Llevamos muchos meses de angustia y temor ante la amenaza del virus maldito y son muchas las secuelas familiares y personales que va dejando detrás. Es lógico que los ánimos decaigan sin ver la luz al final del túnel. Las vacunas son sin duda un paliativo al miedo, pero la lentitud en aplicarlas se vuelve desesperante.
La crisis económica tiene una vertiente de gravedad colectiva, viendo cómo la situación se degrada por minutos, y otra vertiente, la particular, la que cada ciudadano sufre en sus propias carnes. Cada vez son más las familias que ven cómo sus recursos se agotan y cómo el día a día se vuelve más difícil e incierto.

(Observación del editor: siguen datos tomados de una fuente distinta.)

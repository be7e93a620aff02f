//! Reusable OTLP tracing library for transfer-connector and its hosts.

pub mod config;
pub mod otlp;
pub mod spans;

pub use config::{OtlpProtocol, TracingConfig};
pub use otlp::{init_tracing, TracingGuard};
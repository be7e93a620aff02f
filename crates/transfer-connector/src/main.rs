//! transfer-connector: prepares a data directory, validates its
//! configuration, and prints the effective settings.
//!
//! Exits non-zero when the configuration is invalid, so a host can run it as
//! a preflight check before accepting connections.

use std::path::PathBuf;

use transfer_connector::bootstrap::prepare;
use transfer_connector::ServerTransfer;

fn main() -> anyhow::Result<()> {
    let data_dir = {
        let args: Vec<String> = std::env::args().collect();
        args.iter()
            .position(|a| a == "--data-dir")
            .and_then(|i| args.get(i + 1).cloned())
            .or_else(|| args.get(1).filter(|a| !a.starts_with('-')).cloned())
            .or_else(|| std::env::var("TRANSFER_DATA_DIR").ok())
            .unwrap_or_else(|| "transfer-connector".to_string())
    };

    // Tracing is configured from the file, so it is prepared first.
    let prepared = prepare(&PathBuf::from(data_dir))?;

    // The tonic OTLP exporter needs a reactor context.
    let runtime = tokio::runtime::Builder::new_multi_thread()
        .enable_all()
        .build()?;

    runtime.block_on(async {
        let _tracing_guard = transfer_tracing::init_tracing(prepared.config().tracing());

        let plugin = ServerTransfer::bootstrap(prepared);
        println!("{}", serde_json::to_string_pretty(plugin.config())?);
        Ok::<(), anyhow::Error>(())
    })
}
use super::types::{
    IamTokenRequest, IamTokenResponse, TextGenerationRequest, TextGenerationResponse,
    WatsonxErrorResponse, APIKEY_GRANT_TYPE,
};
use crate::provider::TextGenerator;
use crate::{Credentials, Error, GenerationRequest};
use reqwest::{Client, Response};
use std::time::Duration;
use tracing::{debug, info, warn};

/// IBM Cloud IAM endpoint used for API key exchange.
pub const DEFAULT_IAM_URL: &str = "https://iam.cloud.ibm.com";

/// watsonx.ai REST API version date.
pub const API_VERSION: &str = "2023-05-29";

/// watsonx.ai provider implementation.
pub struct WatsonxProvider {
    client: Client,
    api_key: String,
    base_url: String,
    iam_url: String,
}

impl WatsonxProvider {
    /// Create a provider for the endpoint named in `credentials`.
    pub fn new(credentials: &Credentials) -> Result<Self, Error> {
        Self::new_with_base_url(
            credentials.api_key.clone(),
            credentials.url.clone(),
            DEFAULT_IAM_URL.to_string(),
        )
    }

    /// Create a provider with custom service and IAM base URLs (for testing).
    pub fn new_with_base_url(
        api_key: String,
        base_url: String,
        iam_url: String,
    ) -> Result<Self, Error> {
        let client = Client::builder().timeout(Duration::from_secs(60)).build()?;

        Ok(Self {
            client,
            api_key,
            base_url: base_url.trim_end_matches('/').to_string(),
            iam_url: iam_url.trim_end_matches('/').to_string(),
        })
    }

    /// Exchange the API key for a short-lived IAM bearer token.
    async fn access_token(&self) -> Result<String, Error> {
        debug!(iam_url = %self.iam_url, "requesting IAM access token");

        let response = self
            .client
            .post(format!("{}/identity/token", self.iam_url))
            .header("Accept", "application/json")
            .form(&IamTokenRequest {
                grant_type: APIKEY_GRANT_TYPE,
                apikey: &self.api_key,
            })
            .send()
            .await?;

        let response = Self::check_status(response, "IAM token exchange").await?;
        let token: IamTokenResponse = serde_json::from_str(&response.text().await?)?;
        debug!(expires_in = ?token.expires_in, "received IAM access token");

        Ok(token.access_token)
    }

    /// Turn a non-2xx response into a `ServiceCall` error.
    async fn check_status(response: Response, context: &str) -> Result<Response, Error> {
        let status = response.status();
        if status.is_success() {
            return Ok(response);
        }

        let body = response.text().await?;
        let (detail, trace) = match serde_json::from_str::<WatsonxErrorResponse>(&body) {
            Ok(parsed) if !parsed.errors.is_empty() => (parsed.summary(), parsed.trace),
            _ => (body, None),
        };
        warn!(%status, context, trace = ?trace, "watsonx.ai request failed");

        Err(Error::service(format!("{context} failed ({status}): {detail}")))
    }
}

#[async_trait::async_trait]
impl TextGenerator for WatsonxProvider {
    async fn generate_text(&self, request: &GenerationRequest) -> Result<String, Error> {
        let token = self.access_token().await?;

        let body = TextGenerationRequest {
            model_id: &request.model_id,
            input: &request.input,
            parameters: &request.parameters,
            project_id: &request.project_id,
        };

        debug!(model_id = %request.model_id, "sending text generation request");
        let response = self
            .client
            .post(format!("{}/ml/v1/text/generation", self.base_url))
            .query(&[("version", API_VERSION)])
            .bearer_auth(token)
            .header("Accept", "application/json")
            .json(&body)
            .send()
            .await?;

        let response = Self::check_status(response, "Text generation").await?;
        let parsed: TextGenerationResponse = serde_json::from_str(&response.text().await?)?;

        let result = parsed
            .results
            .into_iter()
            .next()
            .ok_or_else(|| Error::service("Text generation returned no results"))?;

        info!(
            model_id = parsed.model_id.as_deref().unwrap_or(&request.model_id),
            input_tokens = ?result.input_token_count,
            generated_tokens = ?result.generated_token_count,
            stop_reason = ?result.stop_reason,
            "text generation complete"
        );

        Ok(result.generated_text)
    }
}
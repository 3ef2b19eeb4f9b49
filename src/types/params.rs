use serde::Serialize;

/// Next-token selection strategy.
#[derive(Debug, Clone, Copy, PartialEq, Eq, Serialize)]
#[serde(rename_all = "lowercase")]
pub enum DecodingMethod {
    Sample,
}

/// Sampling controls sent with every generation request.
#[derive(Debug, Clone, PartialEq, Serialize)]
pub struct GenerationParameters {
    pub decoding_method: DecodingMethod,
    pub max_new_tokens: u32,
    pub min_new_tokens: u32,
    pub temperature: f64,
    pub top_k: u32,
    pub top_p: f64,
    pub repetition_penalty: f64,
}

impl GenerationParameters {
    /// The fixed parameter set used for brainstorming.
    ///
    /// Sampling at a fairly high temperature, with a light repetition
    /// penalty so the five ideas don't echo each other.
    pub fn creative() -> Self {
        Self {
            decoding_method: DecodingMethod::Sample,
            max_new_tokens: 250,
            min_new_tokens: 10,
            temperature: 0.8,
            top_k: 50,
            top_p: 1.0,
            repetition_penalty: 1.05,
        }
    }
}

impl Default for GenerationParameters {
    fn default() -> Self {
        Self::creative()
    }
}
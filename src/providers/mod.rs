//! Provider implementations for text generation services.

pub mod watsonx;

// Re-export commonly used provider types
pub use watsonx::WatsonxProvider;
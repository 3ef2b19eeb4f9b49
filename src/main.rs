use granite_ideas::{session, Credentials, Error, IdeaGenerator};
use std::io;
use std::process::ExitCode;
use tracing_subscriber::EnvFilter;

#[tokio::main]
async fn main() -> ExitCode {
    init_tracing();

    match run().await {
        Ok(()) => ExitCode::SUCCESS,
        Err(e) => {
            // Nothing useful left to do if stdout is gone too
            let _ = session::report_error(&e, io::stdout());
            ExitCode::FAILURE
        }
    }
}

async fn run() -> Result<(), Error> {
    let credentials = Credentials::from_env()?;
    let generator = IdeaGenerator::from_credentials(&credentials)?;

    granite_ideas::run_session(&generator, io::stdin().lock(), io::stdout()).await?;
    Ok(())
}

fn init_tracing() {
    // RUST_LOG wins; otherwise only warnings from this crate
    let filter =
        EnvFilter::try_from_default_env().unwrap_or_else(|_| EnvFilter::new("granite_ideas=warn"));

    tracing_subscriber::fmt()
        .with_env_filter(filter)
        .with_writer(io::stderr)
        .init();
}
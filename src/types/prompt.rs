/// Instruction preamble placed before the topic.
const PREAMBLE: &str = "You are a creative assistant. \
Brainstorm 5 unique and interesting ideas related to the following topic: ";

/// Trailing list-start token. Ending the prompt on "1." nudges the model
/// into continuing a numbered list.
pub const LIST_START: &str = "Ideas:\n1.";

/// Build the brainstorming prompt for `topic`.
///
/// The topic is interpolated verbatim. Nothing is escaped, so instructions
/// embedded in the topic reach the model unchanged.
pub fn build_prompt(topic: &str) -> String {
    format!("{PREAMBLE}{topic}\n\n{LIST_START}")
}
//! Core types used throughout the library.

pub mod params;
pub mod prompt;
pub mod request;

// Re-export commonly used types
pub use params::*;
pub use prompt::*;
pub use request::*;
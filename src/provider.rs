use crate::{Error, GenerationRequest};

/// A backend that turns a prompt into generated text.
#[async_trait::async_trait]
pub trait TextGenerator: Send + Sync {
    /// Run one generation and return the raw generated text.
    async fn generate_text(&self, request: &GenerationRequest) -> Result<String, Error>;
}

#[async_trait::async_trait]
impl<T: TextGenerator + ?Sized> TextGenerator for &T {
    async fn generate_text(&self, request: &GenerationRequest) -> Result<String, Error> {
        (**self).generate_text(request).await
    }
}
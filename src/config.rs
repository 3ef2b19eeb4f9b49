use crate::Error;
use std::env;
use std::fmt;

/// Environment variable holding the IBM Cloud API key.
pub const API_KEY_VAR: &str = "WATSONX_API_KEY";

/// Environment variable holding the watsonx.ai project identifier.
pub const PROJECT_ID_VAR: &str = "WATSONX_PROJECT_ID";

/// Default watsonx.ai regional endpoint.
pub const DEFAULT_URL: &str = "https://us-south.ml.cloud.ibm.com";

/// Everything needed to authorise a call against watsonx.ai.
#[derive(Clone, PartialEq, Eq)]
pub struct Credentials {
    pub url: String,
    pub api_key: String,
    pub project_id: String,
}

impl Credentials {
    /// Create credentials for the default endpoint.
    pub fn new(api_key: impl Into<String>, project_id: impl Into<String>) -> Self {
        Self {
            url: DEFAULT_URL.to_string(),
            api_key: api_key.into(),
            project_id: project_id.into(),
        }
    }

    /// Point the credentials at a different service endpoint.
    pub fn with_url(mut self, url: impl Into<String>) -> Self {
        self.url = url.into();
        self
    }

    /// Load credentials from the process environment.
    pub fn from_env() -> Result<Self, Error> {
        Self::from_lookup(|name| env::var(name).ok())
    }

    /// Load credentials through an arbitrary variable lookup.
    ///
    /// Unset and empty values are both treated as missing. The API key is
    /// checked first, so when both are absent the error names
    /// `WATSONX_API_KEY`.
    pub fn from_lookup<F>(lookup: F) -> Result<Self, Error>
    where
        F: Fn(&str) -> Option<String>,
    {
        let require = |name: &str| {
            lookup(name)
                .filter(|value| !value.is_empty())
                .ok_or_else(|| Error::missing(name))
        };

        let api_key = require(API_KEY_VAR)?;
        let project_id = require(PROJECT_ID_VAR)?;

        Ok(Self::new(api_key, project_id))
    }
}

impl fmt::Debug for Credentials {
    fn fmt(&self, f: &mut fmt::Formatter<'_>) -> fmt::Result {
        f.debug_struct("Credentials")
            .field("url", &self.url)
            .field("api_key", &"<redacted>")
            .field("project_id", &self.project_id)
            .finish()
    }
}

/// Load credentials from the process environment.
pub fn load_credentials() -> Result<Credentials, Error> {
    Credentials::from_env()
}
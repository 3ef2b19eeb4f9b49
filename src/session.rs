//! Interactive console flow: ask for a topic, brainstorm, print.

use crate::generator::IdeaGenerator;
use crate::provider::TextGenerator;
use crate::Error;
use std::fmt;
use std::io::{self, BufRead, Write};

pub const TOPIC_PROMPT: &str = "Enter the topic you want creative ideas for: ";
pub const NO_TOPIC_NOTICE: &str = "No topic entered.";
pub const CONFIG_HINT: &str =
    "Please ensure WATSONX_API_KEY and WATSONX_PROJECT_ID environment variables are set.";
pub const SERVICE_HINT: &str =
    "Please check your credentials, project ID, model ID availability, and network connection.";

/// What a session ended with.
#[derive(Debug, Clone, PartialEq, Eq)]
pub enum Outcome {
    /// The user entered nothing; the service was not called.
    NoTopic,
    /// Ideas returned by the model.
    Ideas(String),
}

impl fmt::Display for Outcome {
    fn fmt(&self, f: &mut fmt::Formatter<'_>) -> fmt::Result {
        match self {
            Outcome::NoTopic => write!(f, "{NO_TOPIC_NOTICE}"),
            Outcome::Ideas(ideas) => write!(f, "\n✨ Here are some ideas:\n{ideas}"),
        }
    }
}

/// Read one line of input, dropping only the line terminator.
pub fn read_topic<R: BufRead>(mut input: R) -> Result<String, Error> {
    let mut line = String::new();
    input.read_line(&mut line)?;

    if line.ends_with('\n') {
        line.pop();
        if line.ends_with('\r') {
            line.pop();
        }
    }
    Ok(line)
}

/// Run one prompt/brainstorm/print cycle.
///
/// The generator is called at most once, and never for an empty topic.
pub async fn run_session<P, R, W>(
    generator: &IdeaGenerator<P>,
    input: R,
    mut output: W,
) -> Result<Outcome, Error>
where
    P: TextGenerator,
    R: BufRead,
    W: Write,
{
    write!(output, "{TOPIC_PROMPT}")?;
    output.flush()?;

    let topic = read_topic(input)?;
    let outcome = if topic.is_empty() {
        Outcome::NoTopic
    } else {
        writeln!(output, "\n🧠 Thinking about '{topic}'...")?;
        output.flush()?;
        Outcome::Ideas(generator.generate_ideas(&topic).await?)
    };

    writeln!(output, "{outcome}")?;
    Ok(outcome)
}

/// Print a user-facing report for `error`, with a hint on how to fix it.
pub fn report_error<W: Write>(error: &Error, mut output: W) -> io::Result<()> {
    match error {
        Error::MissingConfiguration { .. } => {
            writeln!(output, "Error: {error}")?;
            writeln!(output, "{CONFIG_HINT}")
        }
        Error::ServiceCall(_) => {
            writeln!(output, "An error occurred during API call or processing: {error}")?;
            writeln!(output, "{SERVICE_HINT}")
        }
        Error::Console(_) => writeln!(output, "Error: {error}"),
    }
}

#[cfg(test)]
mod tests {
    use super::*;
    use std::io::Cursor;

    #[test]
    fn test_read_topic_strips_line_ending_only() {
        assert_eq!(read_topic(Cursor::new("  tea  \n")).unwrap(), "  tea  ");
        assert_eq!(read_topic(Cursor::new("tea\r\n")).unwrap(), "tea");
        assert_eq!(read_topic(Cursor::new("tea")).unwrap(), "tea");
        assert_eq!(read_topic(Cursor::new("")).unwrap(), "");
    }

    #[test]
    fn test_read_topic_takes_first_line() {
        assert_eq!(read_topic(Cursor::new("first\nsecond\n")).unwrap(), "first");
    }

    #[test]
    fn test_report_missing_configuration() {
        let mut output = Vec::new();
        report_error(&Error::missing("WATSONX_PROJECT_ID"), &mut output).unwrap();
        assert_eq!(
            String::from_utf8(output).unwrap(),
            "Error: Missing environment variable: WATSONX_PROJECT_ID\n\
             Please ensure WATSONX_API_KEY and WATSONX_PROJECT_ID environment variables are set.\n"
        );
    }

    #[test]
    fn test_report_service_call() {
        let mut output = Vec::new();
        report_error(&Error::service("Text generation failed (401 Unauthorized)"), &mut output)
            .unwrap();
        assert_eq!(
            String::from_utf8(output).unwrap(),
            "An error occurred during API call or processing: Text generation failed (401 Unauthorized)\n\
             Please check your credentials, project ID, model ID availability, and network connection.\n"
        );
    }

    #[test]
    fn test_report_console() {
        let error = Error::Console(io::Error::new(io::ErrorKind::BrokenPipe, "pipe closed"));
        let mut output = Vec::new();
        report_error(&error, &mut output).unwrap();
        assert_eq!(
            String::from_utf8(output).unwrap(),
            "Error: Console I/O failed: pipe closed\n"
        );
    }

    struct Unreachable;

    #[async_trait::async_trait]
    impl TextGenerator for Unreachable {
        async fn generate_text(
            &self,
            _request: &crate::GenerationRequest,
        ) -> Result<String, Error> {
            panic!("no generation expected")
        }
    }

    #[tokio::test]
    async fn test_end_of_input_is_treated_as_no_topic() {
        let generator = IdeaGenerator::new(Unreachable, "p");
        let mut output = Vec::new();
        let outcome = run_session(&generator, Cursor::new(""), &mut output)
            .await
            .unwrap();

        assert_eq!(outcome, Outcome::NoTopic);
        assert_eq!(
            String::from_utf8(output).unwrap(),
            "Enter the topic you want creative ideas for: No topic entered.\n"
        );
    }

    #[test]
    fn test_outcome_display() {
        assert_eq!(Outcome::NoTopic.to_string(), "No topic entered.");
        assert_eq!(
            Outcome::Ideas("1. a".to_string()).to_string(),
            "\n✨ Here are some ideas:\n1. a"
        );
    }
}
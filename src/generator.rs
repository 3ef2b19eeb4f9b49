//! Brainstorming on top of a [`TextGenerator`].

use crate::provider::TextGenerator;
use crate::providers::WatsonxProvider;
use crate::types::{build_prompt, GenerationRequest, DEFAULT_MODEL_ID};
use crate::{Credentials, Error};
use tracing::debug;

/// Prefix re-attached to the model output, which continues from the "1."
/// the prompt ends on.
const LIST_PREFIX: &str = "1. ";

/// Generates a numbered list of ideas for a topic.
pub struct IdeaGenerator<P> {
    provider: P,
    project_id: String,
}

impl<P: TextGenerator> IdeaGenerator<P> {
    /// Create a generator using the Granite 3 8B instruct model.
    pub fn new(provider: P, project_id: impl Into<String>) -> Self {
        Self {
            provider,
            project_id: project_id.into(),
        }
    }

    /// Build the request sent for `topic`.
    pub fn request_for(&self, topic: &str) -> GenerationRequest {
        GenerationRequest::new(DEFAULT_MODEL_ID, build_prompt(topic), &self.project_id)
    }

    /// Brainstorm ideas for `topic`.
    ///
    /// The topic is not validated here; callers decide what to do with an
    /// empty one.
    pub async fn generate_ideas(&self, topic: &str) -> Result<String, Error> {
        let request = self.request_for(topic);
        debug!(model_id = %request.model_id, topic_len = topic.len(), "brainstorming");

        let raw = self.provider.generate_text(&request).await?;

        Ok(format_ideas(&raw))
    }
}

impl IdeaGenerator<WatsonxProvider> {
    /// Create a generator backed by watsonx.ai.
    pub fn from_credentials(credentials: &Credentials) -> Result<Self, Error> {
        let provider = WatsonxProvider::new(credentials)?;
        Ok(Self::new(provider, credentials.project_id.clone()))
    }
}

/// Restore the list prefix the prompt consumed and trim the raw output.
pub fn format_ideas(raw: &str) -> String {
    format!("{LIST_PREFIX}{}", raw.trim())
}

/// Brainstorm ideas for `topic` against watsonx.ai.
pub async fn generate_ideas(topic: &str, credentials: &Credentials) -> Result<String, Error> {
    IdeaGenerator::from_credentials(credentials)?
        .generate_ideas(topic)
        .await
}
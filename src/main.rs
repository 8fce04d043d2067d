use std::sync::Arc;

use tokio::net::TcpListener;

use points_ledger::{
    adapters::{
        http::{self, AppState},
        ledger::memory::MemoryLedger,
    },
    config::AppConfig,
    telemetry,
};

#[tokio::main]
async fn main() -> anyhow::Result<()> {
    let config = AppConfig::load()?;
    telemetry::init(&config.log);

    let ledger = Arc::new(MemoryLedger::default());
    let app = http::router(AppState::new(ledger));

    let addr = config.bind_address();
    let listener = TcpListener::bind(&addr).await?;
    tracing::info!("listening on {}", addr);

    axum::serve(listener, app).await?;

    Ok(())
}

No es de extrañar por lo tanto que la profecía de algunos analistas empiece a confirmarse. Para muchos ánimos exaltados la solución es la calle como escenario de la protesta. Asistimos a una ola de manifestaciones ciudadanas, y lo grave es que en esta ocasión muchas de sus reivindicaciones son imposibles.
Ocurrió estos días pasados en Barcelona, donde los problemas cotidianos alimentaron otras intenciones, pera al final se juntaban en una violencia que causó estragos materiales, empañó la convivencia y estimuló el odio. Pero no es solo en España: el clima de protestas públicas se extiende por otros países y continentes. Hoy asistimos a olas de violencia callejera en lugares tan distantes como Paraguay o Senegal.